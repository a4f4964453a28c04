//! Termination workflow.
//!
//! Becomes available once received payments cover the configured share
//! of the tax-inclusive total (98% by default), evaluated continuously
//! on the unrounded ratio and independent of the current state. The
//! user arms the flow explicitly, completes a checklist, and only then
//! may confirm termination with a date of their choosing.

use chrono::NaiveDate;
use serde::{Deserialize, Serialize};
use tracing::{info, warn};

use contract_ledger::{received_ratio, Contract, ContractState, LedgerError, Result};

use crate::transition::{self, LifecycleAction};

/// Checklist required before termination can be confirmed.
#[derive(Debug, Clone, Copy, PartialEq, Default, Serialize, Deserialize)]
pub struct TerminationChecklist {
    /// Purchase order for the settlement payment has been received
    pub purchase_order_received: bool,
    /// Signed termination letter is on file
    pub letter_signed: bool,
    /// Termination date supplied by the user alongside the signed letter;
    /// this is the date that becomes `actual_termination_date`
    pub termination_date: Option<NaiveDate>,
}

impl TerminationChecklist {
    /// Whether every checklist item is satisfied.
    pub fn is_complete(&self) -> bool {
        self.purchase_order_received && self.letter_signed && self.termination_date.is_some()
    }
}

/// Whether the termination workflow may be activated for this contract.
pub fn can_activate(contract: &Contract, threshold: f64) -> bool {
    received_ratio(contract) >= threshold
}

/// Arm the termination workflow.
///
/// Rejected with [`LedgerError::NotEligible`] below the payment gate.
pub fn activate(contract: &mut Contract, threshold: f64) -> Result<()> {
    let ratio = received_ratio(contract);
    if ratio < threshold {
        warn!(
            contract_id = %contract.id,
            ratio,
            threshold,
            "termination activation below payment gate"
        );
        return Err(LedgerError::NotEligible { ratio, threshold });
    }
    contract.termination_flow_active = true;
    info!(contract_id = %contract.id, ratio, "termination workflow armed");
    Ok(())
}

/// Confirm termination.
///
/// Requires the armed flow, the payment gate, and a complete checklist;
/// on success applies the combined `-> Terminated -> Retention` edge and
/// stamps the checklist's termination date.
pub fn confirm(
    contract: &mut Contract,
    checklist: &TerminationChecklist,
    threshold: f64,
) -> Result<ContractState> {
    let ratio = received_ratio(contract);
    if !contract.termination_flow_active || ratio < threshold {
        return Err(LedgerError::NotEligible { ratio, threshold });
    }

    let date = match checklist.termination_date {
        Some(date) if checklist.purchase_order_received && checklist.letter_signed => date,
        _ => {
            warn!(
                contract_id = %contract.id,
                purchase_order_received = checklist.purchase_order_received,
                letter_signed = checklist.letter_signed,
                "termination confirmation with incomplete checklist"
            );
            return Err(LedgerError::IncompleteChecklist {
                purchase_order_received: checklist.purchase_order_received,
                letter_signed: checklist.letter_signed,
                has_termination_date: checklist.termination_date.is_some(),
            });
        }
    };

    transition::apply(contract, LifecycleAction::ConfirmTermination { date })
}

▸ **TASK BRIEF**
For this exercise, transcribe all the records exactly.

▸ **ANSWER FOR THIS EXERCISE**
repository a4f4964453a28c04
//! Termination workflow.
//!
//! Becomes available once received payments cover the configured share
//! of the tax-inclusive total (98% by default), evaluated continuously
//! on the unrounded ratio and independent of the current state. The
//! user arms the flow explicitly, completes a checklist, and only then
//! may confirm termination with a date of their choosing.

use chrono::NaiveDate;
use serde::{Deserialize, Serialize};
use tracing::{info, warn};

use contract_ledger::{received_ratio, Contract, ContractState, LedgerError, Result};

use crate::transition::{self, LifecycleAction};

/// Checklist required before termination can be confirmed.
#[derive(Debug, Clone, Copy, PartialEq, Default, Serialize, Deserialize)]
pub struct TerminationChecklist {
    /// Purchase order for the settlement payment has been received
    pub purchase_order_received: bool,
    /// Signed termination letter is on file
    pub letter_signed: bool,
    /// Termination date supplied by the user alongside the signed letter;
    /// this is the date that becomes `actual_termination_date`
    pub termination_date: Option<NaiveDate>,
}

impl TerminationChecklist {
    /// Whether every checklist item is satisfied.
    pub fn is_complete(&self) -> bool {
        self.purchase_order_received && self.letter_signed && self.termination_date.is_some()
    }
}

/// Whether the termination workflow may be activated for this contract.
pub fn can_activate(contract: &Contract, threshold: f64) -> bool {
    received_ratio(contract) >= threshold
}

/// Arm the termination workflow.
///
/// Rejected with [`LedgerError::NotEligible`] below the payment gate.
pub fn activate(contract: &mut Contract, threshold: f64) -> Result<()> {
    let ratio = received_ratio(contract);
    if ratio < threshold {
        warn!(
            contract_id = %contract.id,
            ratio,
            threshold,
            "termination activation below payment gate"
        );
        return Err(LedgerError::NotEligible { ratio, threshold });
    }
    contract.termination_flow_active = true;
    info!(contract_id = %contract.id, ratio, "termination workflow armed");
    Ok(())
}

/// Confirm termination.
///
/// Requires the armed flow, the payment gate, and a complete checklist;
/// on success applies the combined `-> Terminated -> Retention` edge and
/// stamps the checklist's termination date.
pub fn confirm(
    contract: &mut Contract,
    checklist: &TerminationChecklist,
    threshold: f64,
) -> Result<ContractState> {
    let ratio = received_ratio(contract);
    if !contract.termination_flow_active || ratio < threshold {
        return Err(LedgerError::NotEligible { ratio, threshold });
    }

    let date = match checklist.termination_date {
        Some(date) if checklist.purchase_order_received && checklist.letter_signed => date,
        _ => {
            warn!(
                contract_id = %contract.id,
                purchase_order_received = checklist.purchase_order_received,
                letter_signed = checklist.letter_signed,
                "termination confirmation with incomplete checklist"
            );
            return Err(LedgerError::IncompleteChecklist {
                purchase_order_received: checklist.purchase_order_received,
                letter_signed: checklist.letter_signed,
                has_termination_date: checklist.termination_date.is_some(),
            });
        }
    };

    transition::apply(contract, LifecycleAction::ConfirmTermination { date })
}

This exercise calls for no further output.